Work task: Some lines in the records below may hold the word "selector"; give the number of those lines and nothing else.

Data to process:

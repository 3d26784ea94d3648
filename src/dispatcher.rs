//! Message dispatcher
//!
//! One entry point per inbound message. An active flow owns all input
//! for its user; only idle sessions consult the top-level menu
//! vocabulary. Transport details stay outside: the dispatcher works on
//! plain text in, replies out.

use std::sync::Arc;

use chrono::{DateTime, Utc};
use tracing::info;

use crate::catalog::{keyboards, texts, Intent, Keyboard};
use crate::flows;
use crate::state::{FlowKind, GradePromptSource, SessionStore};
use crate::storage::{EventLog, ResultSink};

/// An inbound user message, reduced to what routing needs.
#[derive(Debug, Clone)]
pub struct Inbound {
    pub user_id: i64,
    pub first_name: String,
    pub text: String,
}

/// One outgoing message: text plus an optional reply keyboard.
#[derive(Debug, Clone)]
pub struct Reply {
    pub text: String,
    pub keyboard: Option<Keyboard>,
}

impl Reply {
    pub fn text(text: impl Into<String>) -> Self {
        Self {
            text: text.into(),
            keyboard: None,
        }
    }

    pub fn with_keyboard(text: impl Into<String>, keyboard: Keyboard) -> Self {
        Self {
            text: text.into(),
            keyboard: Some(keyboard),
        }
    }
}

/// Routes inbound messages to flows and menu screens.
pub struct Dispatcher {
    store: SessionStore,
    results: Arc<dyn ResultSink>,
    events: Arc<dyn EventLog>,
}

impl Dispatcher {
    pub fn new(
        store: SessionStore,
        results: Arc<dyn ResultSink>,
        events: Arc<dyn EventLog>,
    ) -> Self {
        Self {
            store,
            results,
            events,
        }
    }

    /// Process one message and produce the replies to deliver, in
    /// order. An empty vec means no reply is sent.
    pub fn handle(&mut self, inbound: &Inbound, now: DateTime<Utc>) -> Vec<Reply> {
        let user_id = inbound.user_id;
        info!(user_id = user_id, text = %inbound.text, "Handling message");

        let session = self.store.get_or_create(user_id, now);
        session.last_activity = now;
        let flow = session.flow_kind();

        match flow {
            FlowKind::Assessment => flows::assessment::handle_answer(
                &mut self.store,
                user_id,
                &inbound.text,
                self.results.as_ref(),
                self.events.as_ref(),
            ),
            FlowKind::StressTriage => flows::stress::handle_choice(
                &mut self.store,
                user_id,
                &inbound.first_name,
                &inbound.text,
            ),
            FlowKind::AlarmWizard => flows::alarm::handle_step(
                &mut self.store,
                user_id,
                &inbound.text,
                self.events.as_ref(),
            ),
            FlowKind::Idle => self.handle_menu(inbound),
        }
    }

    fn handle_menu(&mut self, inbound: &Inbound) -> Vec<Reply> {
        let user_id = inbound.user_id;
        let events = Arc::clone(&self.events);

        match Intent::parse(&inbound.text) {
            Some(Intent::Start) => {
                events.record("WELCOME_SHOWN", user_id, &inbound.first_name);
                vec![Reply::with_keyboard(
                    texts::welcome(&inbound.first_name),
                    keyboards::main_menu(),
                )]
            }
            Some(Intent::AssessmentMenu) => {
                events.record("ASSESSMENT_SHOWN", user_id, "");
                self.show_grade_picker(
                    user_id,
                    GradePromptSource::Assessment,
                    texts::ASSESSMENT_GRADE_PROMPT,
                )
            }
            Some(Intent::PlannerMenu) => {
                events.record("PLANNER_SHOWN", user_id, "");
                self.show_grade_picker(
                    user_id,
                    GradePromptSource::Planner,
                    texts::PLANNER_GRADE_PROMPT,
                )
            }
            Some(Intent::AlarmMenu) => {
                events.record("ALARM_SYSTEM", user_id, "Menu shown");
                vec![Reply::with_keyboard(
                    texts::ALARM_SYSTEM,
                    keyboards::alarm_menu(),
                )]
            }
            Some(Intent::AlarmSetup) => {
                flows::alarm::start_wizard(&mut self.store, user_id, events.as_ref())
            }
            Some(Intent::StudyHabits) => flows::alarm::show_alarms(&self.store, user_id),
            Some(Intent::StressMenu) => {
                flows::stress::start(&mut self.store, user_id, events.as_ref())
            }
            Some(Intent::ProgressTracking) => vec![Reply::with_keyboard(
                texts::PROGRESS_PLACEHOLDER,
                keyboards::main_menu(),
            )],
            Some(Intent::Counseling) => vec![Reply::with_keyboard(
                texts::counseling_contact(),
                keyboards::main_menu(),
            )],
            Some(Intent::Help) => vec![Reply::with_keyboard(
                texts::help_screen(),
                keyboards::main_menu(),
            )],
            Some(Intent::ReturnToMenu) => {
                self.store.remove(user_id);
                vec![Reply::with_keyboard(
                    texts::welcome(&inbound.first_name),
                    keyboards::main_menu(),
                )]
            }
            Some(Intent::Grade(grade)) => {
                // The marker set by the last grade-picker screen
                // decides what the grade means; without one, the
                // planner interpretation wins.
                let source = self
                    .store
                    .get_mut(user_id)
                    .and_then(|session| session.grade_prompt.take());
                match source {
                    Some(GradePromptSource::Assessment) => flows::assessment::start(
                        &mut self.store,
                        user_id,
                        grade,
                        events.as_ref(),
                    ),
                    Some(GradePromptSource::Planner) | None => {
                        flows::planner::plan_for(grade, user_id, events.as_ref())
                    }
                }
            }
            None => vec![Reply::with_keyboard(
                texts::MENU_FALLBACK,
                keyboards::main_menu(),
            )],
        }
    }

    fn show_grade_picker(
        &mut self,
        user_id: i64,
        source: GradePromptSource,
        prompt: &str,
    ) -> Vec<Reply> {
        if let Some(session) = self.store.get_mut(user_id) {
            session.grade_prompt = Some(source);
        }
        vec![Reply::with_keyboard(prompt, keyboards::grade_picker())]
    }

    /// Reclaim idle sessions; returns how many were removed.
    pub fn sweep(&mut self, now: DateTime<Utc>) -> usize {
        self.store.sweep(now)
    }

    pub fn store(&self) -> &SessionStore {
        &self.store
    }
}
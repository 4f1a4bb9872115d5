//! Escape hatch for layouts the other nodes cannot describe.

use std::fmt;
use std::sync::Arc;

use crate::errors::{Error, Result};
use crate::stream::BitStream;
use crate::value::Value;

pub type ReadFn = Arc<dyn Fn(&mut BitStream<'_>) -> Result<Value> + Send + Sync>;
pub type WriteFn = Arc<dyn Fn(&mut BitStream<'_>, &Value) -> Result<()> + Send + Sync>;

/// User functions that work on the stream directly.
#[derive(Clone)]
pub struct CallbackNode {
    pub read: ReadFn,
    /// Without one, composing this node fails.
    pub write: Option<WriteFn>,
}

impl CallbackNode {
    pub fn new<F>(read: F) -> Self
    where
        F: Fn(&mut BitStream<'_>) -> Result<Value> + Send + Sync + 'static,
    {
        Self {
            read: Arc::new(read),
            write: None,
        }
    }

    pub fn with_write<F>(mut self, write: F) -> Self
    where
        F: Fn(&mut BitStream<'_>, &Value) -> Result<()> + Send + Sync + 'static,
    {
        self.write = Some(Arc::new(write));
        self
    }

    pub(crate) fn parse_in(&self, stream: &mut BitStream<'_>) -> Result<Value> {
        (self.read)(stream)
    }

    pub(crate) fn compose_in(&self, stream: &mut BitStream<'_>, value: &Value) -> Result<()> {
        match &self.write {
            Some(write) => write(stream, value),
            None => Err(Error::unsupported("callback has no write function")),
        }
    }
}

impl fmt::Debug for CallbackNode {
    fn fmt(&self, f: &mut fmt::Formatter<'_>) -> fmt::Result {
        f.debug_struct("CallbackNode")
            .field("writable", &self.write.is_some())
            .finish()
    }
}
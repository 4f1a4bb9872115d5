//! Structured values produced by parsing and consumed by composing.

use std::fmt;

use indexmap::IndexMap;
use num_bigint::{BigInt, BigUint, Sign};
use num_traits::{ToPrimitive, Zero};

use crate::errors::{Error, Result};

/// Keyed fields of a struct value, in declaration order.
pub type Fields = IndexMap<String, Value>;

/// A value read from, or written to, a stream.
#[derive(Debug, Clone, PartialEq, Default)]
pub enum Value {
    /// Absent optional, skipped bytes, or a missing struct field.
    #[default]
    Null,
    Bool(bool),
    U64(u64),
    /// Only holds negative numbers; non-negative integers are `U64`.
    I64(i64),
    /// Integers outside the `i64`/`u64` range.
    Big(BigInt),
    Float(f64),
    Bytes(Vec<u8>),
    String(String),
    Array(Vec<Value>),
    Map(Fields),
    /// Value tagged with the target type name of the node that built it.
    Typed { type_name: String, inner: Box<Value> },
}

impl Value {
    /// Canonical integer value: `U64` when non-negative, `I64` otherwise.
    pub fn integer(n: i128) -> Value {
        if let Ok(n) = u64::try_from(n) {
            Value::U64(n)
        } else if let Ok(n) = i64::try_from(n) {
            Value::I64(n)
        } else {
            Value::Big(BigInt::from(n))
        }
    }

    /// Canonical integer value for an arbitrary-precision number.
    pub fn big(n: BigInt) -> Value {
        match n.to_i128() {
            Some(small) => Value::integer(small),
            None => Value::Big(n),
        }
    }

    /// Builds a map value from `(key, value)` pairs, keeping their order.
    pub fn map<K: Into<String>>(entries: impl IntoIterator<Item = (K, Value)>) -> Value {
        Value::Map(
            entries
                .into_iter()
                .map(|(key, value)| (key.into(), value))
                .collect(),
        )
    }

    pub fn typed(type_name: impl Into<String>, inner: Value) -> Value {
        Value::Typed {
            type_name: type_name.into(),
            inner: Box::new(inner),
        }
    }

    pub fn is_null(&self) -> bool {
        matches!(self, Value::Null)
    }

    /// Short name of the variant, for error messages.
    pub fn kind_name(&self) -> &'static str {
        match self {
            Value::Null => "null",
            Value::Bool(_) => "bool",
            Value::U64(_) | Value::I64(_) | Value::Big(_) => "integer",
            Value::Float(_) => "float",
            Value::Bytes(_) => "bytes",
            Value::String(_) => "string",
            Value::Array(_) => "array",
            Value::Map(_) => "map",
            Value::Typed { .. } => "typed",
        }
    }

    /// Integer view of the value. Booleans count as 0 and 1, floats are
    /// truncated.
    pub fn to_i128(&self) -> Option<i128> {
        match self {
            Value::Bool(b) => Some(*b as i128),
            Value::U64(n) => Some(*n as i128),
            Value::I64(n) => Some(*n as i128),
            Value::Big(n) => n.to_i128(),
            Value::Float(f) if f.is_finite() => Some(f.trunc() as i128),
            Value::Typed { inner, .. } => inner.to_i128(),
            _ => None,
        }
    }

    /// Arbitrary-precision integer view of the value.
    pub fn to_bigint(&self) -> Option<BigInt> {
        match self {
            Value::Big(n) => Some(n.clone()),
            Value::Typed { inner, .. } => inner.to_bigint(),
            other => other.to_i128().map(BigInt::from),
        }
    }

    pub fn as_u64(&self) -> Option<u64> {
        self.to_i128().and_then(|n| u64::try_from(n).ok())
    }

    /// Coerces the value to a count or width.
    pub fn to_usize(&self) -> Result<usize> {
        let n = self.to_i128().ok_or_else(|| {
            Error::format(format!("{} value cannot be used as a size", self.kind_name()))
        })?;
        usize::try_from(n).map_err(|_| Error::format(format!("size {n} is out of range")))
    }

    /// Loose truthiness: zero, empty and null are false.
    pub fn truthy(&self) -> bool {
        match self {
            Value::Null => false,
            Value::Bool(b) => *b,
            Value::U64(n) => *n != 0,
            Value::I64(n) => *n != 0,
            Value::Big(n) => !n.is_zero(),
            Value::Float(f) => *f != 0.0,
            Value::Bytes(b) => !b.is_empty() && b.as_slice() != b"0",
            Value::String(s) => !s.is_empty() && s != "0",
            Value::Array(items) => !items.is_empty(),
            Value::Map(fields) => !fields.is_empty(),
            Value::Typed { inner, .. } => inner.truthy(),
        }
    }

    /// Raw bytes of a bytes or string value.
    pub fn as_bytes(&self) -> Option<&[u8]> {
        match self {
            Value::Bytes(bytes) => Some(bytes),
            Value::String(s) => Some(s.as_bytes()),
            _ => None,
        }
    }

    pub fn as_array(&self) -> Option<&[Value]> {
        match self {
            Value::Array(items) => Some(items),
            _ => None,
        }
    }

    pub fn as_map(&self) -> Option<&Fields> {
        match self {
            Value::Map(fields) => Some(fields),
            _ => None,
        }
    }

    /// Looks up a key of a map value.
    pub fn get(&self, key: &str) -> Option<&Value> {
        match self {
            Value::Map(fields) => fields.get(key),
            Value::Typed { inner, .. } => inner.get(key),
            _ => None,
        }
    }

    /// Strips a `Typed` wrapper, checking its name against `expected`.
    ///
    /// A bare value is accepted as is.
    pub fn untyped(&self, expected: Option<&str>) -> Result<&Value> {
        match (self, expected) {
            (Value::Typed { type_name, .. }, Some(expected)) if type_name != expected => Err(
                Error::format(format!("expected a {expected} value, got {type_name}")),
            ),
            (Value::Typed { inner, .. }, _) => Ok(inner),
            (value, _) => Ok(value),
        }
    }
}

impl From<bool> for Value {
    fn from(value: bool) -> Self {
        Value::Bool(value)
    }
}

impl From<u64> for Value {
    fn from(value: u64) -> Self {
        Value::U64(value)
    }
}

impl From<u8> for Value {
    fn from(value: u8) -> Self {
        Value::U64(value as u64)
    }
}

impl From<u16> for Value {
    fn from(value: u16) -> Self {
        Value::U64(value as u64)
    }
}

impl From<u32> for Value {
    fn from(value: u32) -> Self {
        Value::U64(value as u64)
    }
}

impl From<usize> for Value {
    fn from(value: usize) -> Self {
        Value::U64(value as u64)
    }
}

impl From<i64> for Value {
    fn from(value: i64) -> Self {
        Value::integer(value as i128)
    }
}

impl From<i32> for Value {
    fn from(value: i32) -> Self {
        Value::integer(value as i128)
    }
}

impl From<BigInt> for Value {
    fn from(value: BigInt) -> Self {
        Value::big(value)
    }
}

impl From<BigUint> for Value {
    fn from(value: BigUint) -> Self {
        Value::big(BigInt::from_biguint(Sign::Plus, value))
    }
}

impl From<f64> for Value {
    fn from(value: f64) -> Self {
        Value::Float(value)
    }
}

impl From<Vec<u8>> for Value {
    fn from(value: Vec<u8>) -> Self {
        Value::Bytes(value)
    }
}

impl From<&[u8]> for Value {
    fn from(value: &[u8]) -> Self {
        Value::Bytes(value.to_vec())
    }
}

impl From<&str> for Value {
    fn from(value: &str) -> Self {
        Value::String(value.to_string())
    }
}

impl From<String> for Value {
    fn from(value: String) -> Self {
        Value::String(value)
    }
}

impl From<Vec<Value>> for Value {
    fn from(value: Vec<Value>) -> Self {
        Value::Array(value)
    }
}

impl From<Fields> for Value {
    fn from(value: Fields) -> Self {
        Value::Map(value)
    }
}

impl fmt::Display for Value {
    fn fmt(&self, f: &mut fmt::Formatter<'_>) -> fmt::Result {
        match self {
            Value::Null => write!(f, "null"),
            Value::Bool(b) => write!(f, "{b}"),
            Value::U64(n) => write!(f, "{n}"),
            Value::I64(n) => write!(f, "{n}"),
            Value::Big(n) => write!(f, "{n}"),
            Value::Float(x) => write!(f, "{x}"),
            Value::Bytes(bytes) => {
                write!(f, "0x")?;
                for byte in bytes {
                    write!(f, "{byte:02x}")?;
                }
                Ok(())
            }
            Value::String(s) => write!(f, "{s:?}"),
            Value::Array(items) => {
                write!(f, "[")?;
                for (i, item) in items.iter().enumerate() {
                    if i > 0 {
                        write!(f, ", ")?;
                    }
                    write!(f, "{item}")?;
                }
                write!(f, "]")
            }
            Value::Map(fields) => {
                write!(f, "{{")?;
                for (i, (key, value)) in fields.iter().enumerate() {
                    if i > 0 {
                        write!(f, ", ")?;
                    }
                    write!(f, "{key}: {value}")?;
                }
                write!(f, "}}")
            }
            Value::Typed { type_name, inner } => write!(f, "{type_name}({inner})"),
        }
    }
}
//! The format description language: a closed set of node kinds that parse a
//! [`BitStream`] into a [`Value`] and compose a [`Value`] back into bytes.
//!
//! Trees are built once and reused. Parsing and composing never change a
//! tree's shape; the only state a tree carries is the running total of each
//! [`DeltaNode`], which is reset with [`FormatNode::reset_deltas`].
//!
//! ```
//! use bitform::{FormatNode, StructField, Value};
//!
//! let format = FormatNode::structure([
//!     StructField::new("len", FormatNode::integer(8)),
//!     StructField::new("data", FormatNode::blob("len")),
//! ]);
//!
//! let value = format.parse_bytes(&[0x03, b'a', b'b', b'c']).unwrap();
//! assert_eq!(value.get("len"), Some(&Value::U64(3)));
//! assert_eq!(value.get("data"), Some(&Value::from(&b"abc"[..])));
//! ```

use crate::callback::CallbackNode;
use crate::composite::{ArrayNode, StructNode};
use crate::conditional::{ChoiceArm, ChoiceNode, OptionalNode};
use crate::errors::Result;
use crate::field::{Member, StructField};
use crate::scalar::{BlobNode, IntegerNode, SkipNode};
use crate::scope::Scope;
use crate::size::{Condition, Size};
use crate::source::MemoryStream;
use crate::stream::BitStream;
use crate::transform::{DeltaNode, TranslateNode, Translation};
use crate::value::Value;

/// One node of a format tree.
#[derive(Debug, Clone)]
pub enum FormatNode {
    Struct(StructNode),
    Array(ArrayNode),
    Integer(IntegerNode),
    Blob(BlobNode),
    /// A single bit.
    Boolean,
    Optional(OptionalNode),
    Choice(ChoiceNode),
    Delta(DeltaNode),
    Translate(TranslateNode),
    Skip(SkipNode),
    Callback(CallbackNode),
}

impl FormatNode {
    pub fn structure(fields: impl IntoIterator<Item = StructField>) -> Self {
        FormatNode::Struct(StructNode::new(fields))
    }

    pub fn array(size: impl Into<Size>, item: FormatNode) -> Self {
        FormatNode::Array(ArrayNode::new(size, item))
    }

    /// Unsigned big-endian integer `size` bits wide.
    pub fn integer(size: impl Into<Size>) -> Self {
        FormatNode::Integer(IntegerNode::new(size))
    }

    /// Raw bytes, `size` of them.
    pub fn blob(size: impl Into<Size>) -> Self {
        FormatNode::Blob(BlobNode::new(size))
    }

    pub fn boolean() -> Self {
        FormatNode::Boolean
    }

    pub fn optional(condition: impl Into<Condition>, item: FormatNode) -> Self {
        FormatNode::Optional(OptionalNode::new(condition, item))
    }

    pub fn choice(
        selector: FormatNode,
        arms: impl IntoIterator<Item = (Value, ChoiceArm)>,
    ) -> Self {
        FormatNode::Choice(ChoiceNode::new(selector, arms))
    }

    pub fn delta(item: FormatNode) -> Self {
        FormatNode::Delta(DeltaNode::new(item))
    }

    pub fn translate(item: FormatNode, translation: Translation) -> Self {
        FormatNode::Translate(TranslateNode::new(item, translation))
    }

    /// Discards `size` bytes.
    pub fn skip(size: impl Into<Size>) -> Self {
        FormatNode::Skip(SkipNode::new(size))
    }

    pub fn callback<F>(read: F) -> Self
    where
        F: Fn(&mut BitStream<'_>) -> Result<Value> + Send + Sync + 'static,
    {
        FormatNode::Callback(CallbackNode::new(read))
    }

    /// Name of the node kind, for logs and error messages.
    pub fn kind_name(&self) -> &'static str {
        match self {
            FormatNode::Struct(_) => "struct",
            FormatNode::Array(_) => "array",
            FormatNode::Integer(_) => "integer",
            FormatNode::Blob(_) => "blob",
            FormatNode::Boolean => "boolean",
            FormatNode::Optional(_) => "optional",
            FormatNode::Choice(_) => "choice",
            FormatNode::Delta(_) => "delta",
            FormatNode::Translate(_) => "translate",
            FormatNode::Skip(_) => "skip",
            FormatNode::Callback(_) => "callback",
        }
    }

    /// Reads one value described by this node.
    pub fn parse(&self, stream: &mut BitStream<'_>) -> Result<Value> {
        self.parse_in(stream, &Scope::root())
    }

    /// Writes `value` as described by this node.
    pub fn compose(&self, stream: &mut BitStream<'_>, value: &Value) -> Result<()> {
        self.compose_in(stream, value, &Scope::root())
    }

    /// Parses an in-memory byte slice. Trailing bytes are ignored; use a
    /// [`crate::FormatRunner`] to detect them.
    pub fn parse_bytes(&self, bytes: &[u8]) -> Result<Value> {
        let mut stream = BitStream::new(MemoryStream::from_bytes(bytes.to_vec()));
        self.parse(&mut stream)
    }

    pub(crate) fn parse_in(&self, stream: &mut BitStream<'_>, scope: &Scope<'_>) -> Result<Value> {
        match self {
            FormatNode::Struct(node) => node.parse_in(stream, scope),
            FormatNode::Array(node) => node.parse_in(stream, scope),
            FormatNode::Integer(node) => node.parse_in(stream, scope),
            FormatNode::Blob(node) => node.parse_in(stream, scope),
            FormatNode::Boolean => Ok(Value::Bool(stream.read_bool()?)),
            FormatNode::Optional(node) => node.parse_in(stream, scope),
            FormatNode::Choice(node) => node.parse_in(stream, scope),
            FormatNode::Delta(node) => node.parse_in(stream, scope),
            FormatNode::Translate(node) => node.parse_in(stream, scope),
            FormatNode::Skip(node) => node.parse_in(stream, scope),
            FormatNode::Callback(node) => node.parse_in(stream),
        }
    }

    pub(crate) fn compose_in(
        &self,
        stream: &mut BitStream<'_>,
        value: &Value,
        scope: &Scope<'_>,
    ) -> Result<()> {
        match self {
            FormatNode::Struct(node) => node.compose_in(stream, value, scope),
            FormatNode::Array(node) => node.compose_in(stream, value, scope),
            FormatNode::Integer(node) => node.compose_in(stream, value, scope),
            FormatNode::Blob(node) => node.compose_in(stream, value, scope),
            FormatNode::Boolean => stream.write_bool(value.truthy()),
            FormatNode::Optional(node) => node.compose_in(stream, value, scope),
            FormatNode::Choice(node) => node.compose_in(stream, value, scope),
            FormatNode::Delta(node) => node.compose_in(stream, value, scope),
            FormatNode::Translate(node) => node.compose_in(stream, value, scope),
            FormatNode::Skip(node) => node.compose_in(stream, value, scope),
            FormatNode::Callback(node) => node.compose_in(stream, value),
        }
    }

    /// Clears the running total of every delta node in the tree.
    pub fn reset_deltas(&self) {
        match self {
            FormatNode::Struct(node) => {
                for field in &node.fields {
                    if let Member::Node(member) = &field.member {
                        member.reset_deltas();
                    }
                }
            }
            FormatNode::Array(node) => {
                node.size.reset_deltas();
                node.item.reset_deltas();
            }
            FormatNode::Integer(node) => node.size.reset_deltas(),
            FormatNode::Blob(node) => node.size.reset_deltas(),
            FormatNode::Boolean | FormatNode::Callback(_) => {}
            FormatNode::Optional(node) => {
                node.condition.reset_deltas();
                node.item.reset_deltas();
            }
            FormatNode::Choice(node) => {
                node.selector.reset_deltas();
                for (_, arm) in &node.arms {
                    if let ChoiceArm::Node(arm) = arm {
                        arm.reset_deltas();
                    }
                }
            }
            FormatNode::Delta(node) => {
                node.reset();
                node.item.reset_deltas();
            }
            FormatNode::Translate(node) => node.item.reset_deltas(),
            FormatNode::Skip(node) => node.size.reset_deltas(),
        }
    }
}

impl From<StructNode> for FormatNode {
    fn from(value: StructNode) -> Self {
        FormatNode::Struct(value)
    }
}

impl From<ArrayNode> for FormatNode {
    fn from(value: ArrayNode) -> Self {
        FormatNode::Array(value)
    }
}

impl From<IntegerNode> for FormatNode {
    fn from(value: IntegerNode) -> Self {
        FormatNode::Integer(value)
    }
}

impl From<BlobNode> for FormatNode {
    fn from(value: BlobNode) -> Self {
        FormatNode::Blob(value)
    }
}

impl From<SkipNode> for FormatNode {
    fn from(value: SkipNode) -> Self {
        FormatNode::Skip(value)
    }
}

impl From<CallbackNode> for FormatNode {
    fn from(value: CallbackNode) -> Self {
        FormatNode::Callback(value)
    }
}
//! Low-level bit helpers shared by buffers and streams.

/// Masks keeping the low `n` bits of a byte, indexed by `n - 1`.
pub const BITMASK: [u8; 8] = [0x01, 0x03, 0x07, 0x0F, 0x1F, 0x3F, 0x7F, 0xFF];

/// Width in bits of the native machine integer used by small buffers.
pub const NATIVE_BITS: usize = u64::BITS as usize;

/// Number of bytes in a native word.
pub const WORD_BYTES: usize = NATIVE_BITS / 8;

/// Byte order used when a value spans more than one chunk of bits.
#[derive(Debug, Clone, Copy, PartialEq, Eq, Default, Hash)]
#[cfg_attr(feature = "serde", derive(serde::Serialize, serde::Deserialize))]
pub enum Endian {
    /// The first chunk read is the most significant.
    #[default]
    Big,
    /// The first chunk read is the least significant.
    Little,
}

/// Returns a mask with the low `n` bits set (`n <= 64`).
pub fn low_mask(n: usize) -> u64 {
    if n >= NATIVE_BITS {
        u64::MAX
    } else {
        (1u64 << n) - 1
    }
}

/// Minimal number of bits needed to represent `x`; zero needs one bit.
pub fn integer_size(x: u64) -> usize {
    if x == 0 {
        1
    } else {
        NATIVE_BITS - x.leading_zeros() as usize
    }
}

/// Sign-extends the low `bits` of `value` to a full `i64`.
pub fn sign_extend(value: u64, bits: usize) -> i64 {
    if bits == 0 || bits >= NATIVE_BITS {
        return value as i64;
    }
    let shift = NATIVE_BITS - bits;
    ((value << shift) as i64) >> shift
}

/// `value << n`, yielding zero once every bit has been shifted out.
pub(crate) fn shl(value: u64, n: usize) -> u64 {
    u32::try_from(n)
        .ok()
        .and_then(|n| value.checked_shl(n))
        .unwrap_or(0)
}

/// `value >> n`, yielding zero once every bit has been shifted out.
pub(crate) fn shr(value: u64, n: usize) -> u64 {
    u32::try_from(n)
        .ok()
        .and_then(|n| value.checked_shr(n))
        .unwrap_or(0)
}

Output: 3